§ **YOUR OBJECTIVE**: Return the data below exactly, but only from the line containing "assert!(config.controls()[0].input_type.is_none());" through the line containing "let err = FormConfig::from_yaml(yaml).unwrap_err().to_string();", with both of those lines included.

Dataset records:
----

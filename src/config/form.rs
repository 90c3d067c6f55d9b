//! Form schema configuration.
//!
//! ## Example
//!
//! ```yaml
//! formTitle: Sign up
//! formDescription: Create an account
//! formGroup:
//!   formControls:
//!     - name: email
//!       label: Email
//!       type: input
//!       inputType: email
//!       validation:
//!         required: true
//!         email: true
//!         errorMessages:
//!           required: Email is required
//!     - name: plan
//!       label: Plan
//!       type: radio
//!       options:
//!         free: Free
//!         pro: Pro
//! ```

use serde::de::Error as _;
use serde::{Deserialize, Deserializer, Serialize};
use serde_json::Value;
use serde_yaml::Value as YamlValue;
use std::collections::HashMap;
use std::path::Path;

use super::{load_yaml, read_document, validator::ConfigValidator, LoadError};

/// A parsed and validated form schema
#[derive(Debug, Clone, Serialize, Deserialize)]
#[serde(rename_all = "camelCase")]
pub struct FormConfig {
    #[serde(default)]
    pub form_title: String,
    #[serde(default, skip_serializing_if = "Option::is_none")]
    pub form_description: Option<String>,
    /// Either a single group or a list of groups; only the first is kept
    #[serde(deserialize_with = "first_group")]
    pub form_group: FormGroup,
}

#[derive(Debug, Clone, Default, Serialize, Deserialize)]
#[serde(rename_all = "camelCase")]
pub struct FormGroup {
    #[serde(default, skip_serializing_if = "Option::is_none")]
    pub group_title: Option<String>,
    #[serde(default)]
    pub form_controls: Vec<Control>,
}

fn first_group<'de, D>(deserializer: D) -> Result<FormGroup, D::Error>
where
    D: Deserializer<'de>,
{
    let group = match YamlValue::deserialize(deserializer)? {
        YamlValue::Sequence(groups) => groups
            .into_iter()
            .next()
            .ok_or_else(|| D::Error::custom("formGroup list is empty"))?,
        group @ YamlValue::Mapping(_) => group,
        _ => return Err(D::Error::custom("formGroup must be an object or a list of objects")),
    };
    FormGroup::deserialize(group).map_err(|e| D::Error::custom(format!("formGroup: {}", e)))
}

impl FormConfig {
    /// Parse a form schema from YAML text and validate it.
    pub fn from_yaml(text: &str) -> Result<Self, LoadError> {
        let config: FormConfig = load_yaml(text)?;
        ConfigValidator::validate_form(&config).map_err(LoadError::Invalid)?;
        Ok(config)
    }

    /// Read and parse a form schema file.
    pub fn from_path(path: &Path) -> Result<Self, LoadError> {
        Self::from_yaml(&read_document(path)?)
    }

    pub fn controls(&self) -> &[Control] {
        &self.form_group.form_controls
    }

    /// Look up a control by its exact name.
    pub fn control(&self, name: &str) -> Option<&Control> {
        self.controls().iter().find(|c| c.name == name)
    }
}

/// One declarative form field or button
#[derive(Debug, Clone, Serialize, Deserialize)]
#[serde(rename_all = "camelCase")]
pub struct Control {
    pub name: String,
    #[serde(default)]
    pub label: String,
    #[serde(rename = "type", default)]
    pub kind: ControlKind,
    #[serde(default, skip_serializing_if = "Option::is_none")]
    pub input_type: Option<InputType>,
    #[serde(default)]
    pub disabled: bool,
    #[serde(default)]
    pub required: bool,
    #[serde(default, skip_serializing_if = "Option::is_none")]
    pub placeholder: Option<String>,
    #[serde(default, skip_serializing_if = "ControlOptions::is_empty")]
    pub options: ControlOptions,
    /// Initial value
    #[serde(default, skip_serializing_if = "Option::is_none")]
    pub value: Option<Value>,
    #[serde(default, skip_serializing_if = "Option::is_none")]
    pub validation: Option<ValidationBlock>,
    #[serde(default)]
    pub multiple: bool,
    #[serde(default)]
    pub button_type: ButtonType,
}

impl Control {
    /// Required either through the control flag or its validation block.
    pub fn is_required(&self) -> bool {
        self.required
            || self
                .validation
                .as_ref()
                .and_then(|v| v.required)
                .unwrap_or(false)
    }

    pub fn input_type(&self) -> InputType {
        self.input_type.unwrap_or_default()
    }
}

/// Widget kinds a control can declare
#[derive(Debug, Clone, Copy, Default, PartialEq, Eq, Serialize, Deserialize)]
#[serde(rename_all = "camelCase")]
pub enum ControlKind {
    #[serde(alias = "text")]
    Input,
    Select,
    Radio,
    Checkbox,
    Date,
    DateRange,
    File,
    Button,
    /// Anything else; renders nothing
    #[default]
    #[serde(other)]
    Unknown,
}

#[derive(Debug, Clone, Copy, Default, PartialEq, Eq, Serialize, Deserialize)]
#[serde(rename_all = "lowercase")]
pub enum InputType {
    Email,
    Password,
    Number,
    Tel,
    Url,
    Search,
    /// Also covers any type the renderer does not know
    #[default]
    #[serde(other)]
    Text,
}

impl InputType {
    pub fn as_str(&self) -> &'static str {
        match self {
            InputType::Text => "text",
            InputType::Email => "email",
            InputType::Password => "password",
            InputType::Number => "number",
            InputType::Tel => "tel",
            InputType::Url => "url",
            InputType::Search => "search",
        }
    }
}

#[derive(Debug, Clone, Copy, Default, PartialEq, Eq, Serialize, Deserialize)]
#[serde(rename_all = "lowercase")]
pub enum ButtonType {
    #[default]
    Submit,
    Reset,
    Button,
}

impl ButtonType {
    pub fn as_str(&self) -> &'static str {
        match self {
            ButtonType::Submit => "submit",
            ButtonType::Reset => "reset",
            ButtonType::Button => "button",
        }
    }
}

/// One choice of a select, radio set or checkbox set
#[derive(Debug, Clone, PartialEq, Eq, Serialize, Deserialize)]
pub struct OptionItem {
    pub key: String,
    pub label: String,
}

/// Ordered key→label pairs, in the order the YAML declares them.
///
/// Accepts a list of `{key, label}` objects, a list of plain scalars
/// (key and label are the same), or a mapping. Numeric and boolean
/// scalars are kept as their string form.
#[derive(Debug, Clone, Default, PartialEq, Eq, Serialize)]
#[serde(into = "Vec<OptionItem>")]
pub struct ControlOptions(Vec<OptionItem>);

impl<'de> Deserialize<'de> for ControlOptions {
    fn deserialize<D>(deserializer: D) -> Result<Self, D::Error>
    where
        D: Deserializer<'de>,
    {
        let items = match YamlValue::deserialize(deserializer)? {
            YamlValue::Null => Vec::new(),
            YamlValue::Sequence(entries) => entries
                .iter()
                .map(option_entry)
                .collect::<Result<_, _>>()
                .map_err(D::Error::custom)?,
            YamlValue::Mapping(map) => map
                .iter()
                .map(|(key, label)| {
                    Ok(OptionItem {
                        key: scalar_text(key)?,
                        label: scalar_text(label)?,
                    })
                })
                .collect::<Result<_, String>>()
                .map_err(D::Error::custom)?,
            _ => return Err(D::Error::custom("options must be a list or a mapping")),
        };
        Ok(ControlOptions(items))
    }
}

fn option_entry(entry: &YamlValue) -> Result<OptionItem, String> {
    match entry {
        YamlValue::Mapping(map) => {
            let key = map
                .get("key")
                .ok_or_else(|| "option object is missing `key`".to_string())
                .and_then(scalar_text)?;
            let label = match map.get("label") {
                Some(label) => scalar_text(label)?,
                None => key.clone(),
            };
            Ok(OptionItem { key, label })
        }
        scalar => {
            let key = scalar_text(scalar)?;
            Ok(OptionItem {
                label: key.clone(),
                key,
            })
        }
    }
}

fn scalar_text(value: &YamlValue) -> Result<String, String> {
    match value {
        YamlValue::String(s) => Ok(s.clone()),
        YamlValue::Number(n) => Ok(n.to_string()),
        YamlValue::Bool(b) => Ok(b.to_string()),
        other => Err(format!("option keys and labels must be scalars, got {:?}", other)),
    }
}

impl From<ControlOptions> for Vec<OptionItem> {
    fn from(options: ControlOptions) -> Self {
        options.0
    }
}

impl From<Vec<OptionItem>> for ControlOptions {
    fn from(items: Vec<OptionItem>) -> Self {
        ControlOptions(items)
    }
}

impl ControlOptions {
    pub fn is_empty(&self) -> bool {
        self.0.is_empty()
    }

    pub fn len(&self) -> usize {
        self.0.len()
    }

    pub fn iter(&self) -> impl Iterator<Item = &OptionItem> {
        self.0.iter()
    }

    pub fn contains_key(&self, key: &str) -> bool {
        self.0.iter().any(|o| o.key == key)
    }
}

/// Declarative validation rules; an absent rule is not enforced
#[derive(Debug, Clone, Default, PartialEq, Serialize, Deserialize)]
#[serde(rename_all = "camelCase", default)]
pub struct ValidationBlock {
    #[serde(skip_serializing_if = "Option::is_none")]
    pub required: Option<bool>,
    #[serde(skip_serializing_if = "Option::is_none")]
    pub email: Option<bool>,
    #[serde(skip_serializing_if = "Option::is_none")]
    pub min_length: Option<usize>,
    #[serde(skip_serializing_if = "Option::is_none")]
    pub max_length: Option<usize>,
    #[serde(skip_serializing_if = "Option::is_none")]
    pub pattern: Option<String>,
    #[serde(skip_serializing_if = "Option::is_none")]
    pub min: Option<f64>,
    #[serde(skip_serializing_if = "Option::is_none")]
    pub max: Option<f64>,
    #[serde(skip_serializing_if = "Option::is_none")]
    pub min_date: Option<String>,
    #[serde(skip_serializing_if = "Option::is_none")]
    pub max_date: Option<String>,
    /// Accepted MIME types for file controls; `image/*` style wildcards allowed
    #[serde(skip_serializing_if = "Option::is_none")]
    pub allowed_formats: Option<Vec<String>>,
    /// Per-rule message overrides keyed by rule name (`required`, `minLength`, ...)
    #[serde(skip_serializing_if = "HashMap::is_empty")]
    pub error_messages: HashMap<String, String>,
}

#[cfg(test)]
mod tests {
    use super::*;

    const SIGNUP: &str = r#"
formTitle: Sign up
formDescription: Create an account
formGroup:
  - formControls:
      - name: email
        label: Email
        type: input
        inputType: email
        placeholder: you@example.com
        validation:
          required: true
          email: true
          errorMessages:
            required: Email is required
      - name: country
        label: Country
        type: select
        options:
          - key: se
            label: Sweden
          - key: ar
            label: Argentina
      - name: plan
        type: radio
        options:
          zeta: Zeta plan
          alpha: Alpha plan
      - name: tags
        type: checkbox
        options: [red, green]
      - name: widget
        type: carousel
  - formControls:
      - name: ignored
        type: input
"#;

    #[test]
    fn test_first_group_of_array_is_used() {
        let config = FormConfig::from_yaml(SIGNUP).unwrap();
        assert_eq!(config.form_title, "Sign up");
        assert_eq!(config.form_description.as_deref(), Some("Create an account"));
        assert_eq!(config.controls().len(), 5);
        assert!(config.control("ignored").is_none());
    }

    #[test]
    fn test_single_group_object() {
        let yaml = r#"
formTitle: One
formGroup:
  groupTitle: Main
  formControls:
    - name: a
      type: text
"#;
        let config = FormConfig::from_yaml(yaml).unwrap();
        assert_eq!(config.form_group.group_title.as_deref(), Some("Main"));
        assert_eq!(config.controls()[0].kind, ControlKind::Input);
    }

    #[test]
    fn test_empty_group_list_is_rejected() {
        let yaml = "formTitle: x\nformGroup: []\n";
        assert!(FormConfig::from_yaml(yaml).is_err());
    }

    #[test]
    fn test_option_order_is_preserved_for_every_shape() {
        let config = FormConfig::from_yaml(SIGNUP).unwrap();

        let country: Vec<_> = config.control("country").unwrap().options.iter().map(|o| o.key.as_str()).collect();
        assert_eq!(country, vec!["se", "ar"]);

        let plan: Vec<_> = config.control("plan").unwrap().options.iter().map(|o| o.label.as_str()).collect();
        assert_eq!(plan, vec!["Zeta plan", "Alpha plan"]);

        let tags = &config.control("tags").unwrap().options;
        assert_eq!(tags.len(), 2);
        assert!(tags.contains_key("green"));
    }

    #[test]
    fn test_unknown_kind_and_flags() {
        let config = FormConfig::from_yaml(SIGNUP).unwrap();
        assert_eq!(config.control("widget").unwrap().kind, ControlKind::Unknown);

        let email = config.control("email").unwrap();
        assert!(email.is_required());
        assert_eq!(email.input_type(), InputType::Email);
        assert_eq!(
            email.validation.as_ref().unwrap().error_messages.get("required").map(String::as_str),
            Some("Email is required")
        );
    }

    #[test]
    fn test_unknown_input_type_falls_back_to_text() {
        let yaml = r#"
formGroup:
  formControls:
    - name: colour
      type: input
      inputType: color
"#;
        let config = FormConfig::from_yaml(yaml).unwrap();
        assert_eq!(config.controls()[0].input_type(), InputType::Text);
    }

    #[test]
    fn test_missing_input_type_is_text() {
        let yaml = r#"
formGroup:
  formControls:
    - name: nickname
      type: input
    - name: secret
      type: input
      inputType: password
"#;
        let config = FormConfig::from_yaml(yaml).unwrap();
        assert!(config.controls()[0].input_type.is_none());
        assert_eq!(config.controls()[0].input_type(), InputType::Text);
        assert_eq!(config.controls()[1].input_type(), InputType::Password);
    }

    #[test]
    fn test_numeric_options_become_strings() {
        let yaml = r#"
formGroup:
  formControls:
    - name: rating
      type: radio
      options: [1, 2, 3]
    - name: size
      type: select
      options:
        1: One
        2: Two
    - name: consent
      type: checkbox
      options:
        - key: true
          label: Yes
"#;
        let config = FormConfig::from_yaml(yaml).unwrap();
        let rating: Vec<_> = config.control("rating").unwrap().options.iter().map(|o| o.key.as_str()).collect();
        assert_eq!(rating, vec!["1", "2", "3"]);

        let size: Vec<_> = config
            .control("size")
            .unwrap()
            .options
            .iter()
            .map(|o| (o.key.as_str(), o.label.as_str()))
            .collect();
        assert_eq!(size, vec![("1", "One"), ("2", "Two")]);

        let consent = config.control("consent").unwrap().options.iter().next().unwrap();
        assert_eq!(consent.key, "true");
        assert_eq!(consent.label, "Yes");
    }

    #[test]
    fn test_group_errors_name_the_missing_field() {
        let yaml = r#"
formGroup:
  formControls:
    - label: No name
      type: input
"#;
        let err = FormConfig::from_yaml(yaml).unwrap_err().to_string();
        assert!(err.contains("missing field `name`"), "{}", err);

        let listed = "formGroup:\n  - formControls:\n      - type: input\n";
        let err = FormConfig::from_yaml(listed).unwrap_err().to_string();
        assert!(err.contains("missing field `name`"), "{}", err);
    }
}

----

§ **ANSWER SECTION**:
        assert!(config.controls()[0].input_type.is_none());
        assert_eq!(config.controls()[0].input_type(), InputType::Text);
        assert_eq!(config.controls()[1].input_type(), InputType::Password);
    }

    #[test]
    fn test_numeric_options_become_strings() {
        let yaml = r#"
formGroup:
  formControls:
    - name: rating
      type: radio
      options: [1, 2, 3]
    - name: size
      type: select
      options:
        1: One
        2: Two
    - name: consent
      type: checkbox
      options:
        - key: true
          label: Yes
"#;
        let config = FormConfig::from_yaml(yaml).unwrap();
        let rating: Vec<_> = config.control("rating").unwrap().options.iter().map(|o| o.key.as_str()).collect();
        assert_eq!(rating, vec!["1", "2", "3"]);

        let size: Vec<_> = config
            .control("size")
            .unwrap()
            .options
            .iter()
            .map(|o| (o.key.as_str(), o.label.as_str()))
            .collect();
        assert_eq!(size, vec![("1", "One"), ("2", "Two")]);

        let consent = config.control("consent").unwrap().options.iter().next().unwrap();
        assert_eq!(consent.key, "true");
        assert_eq!(consent.label, "Yes");
    }

    #[test]
    fn test_group_errors_name_the_missing_field() {
        let yaml = r#"
formGroup:
  formControls:
    - label: No name
      type: input
"#;
        let err = FormConfig::from_yaml(yaml).unwrap_err().to_string();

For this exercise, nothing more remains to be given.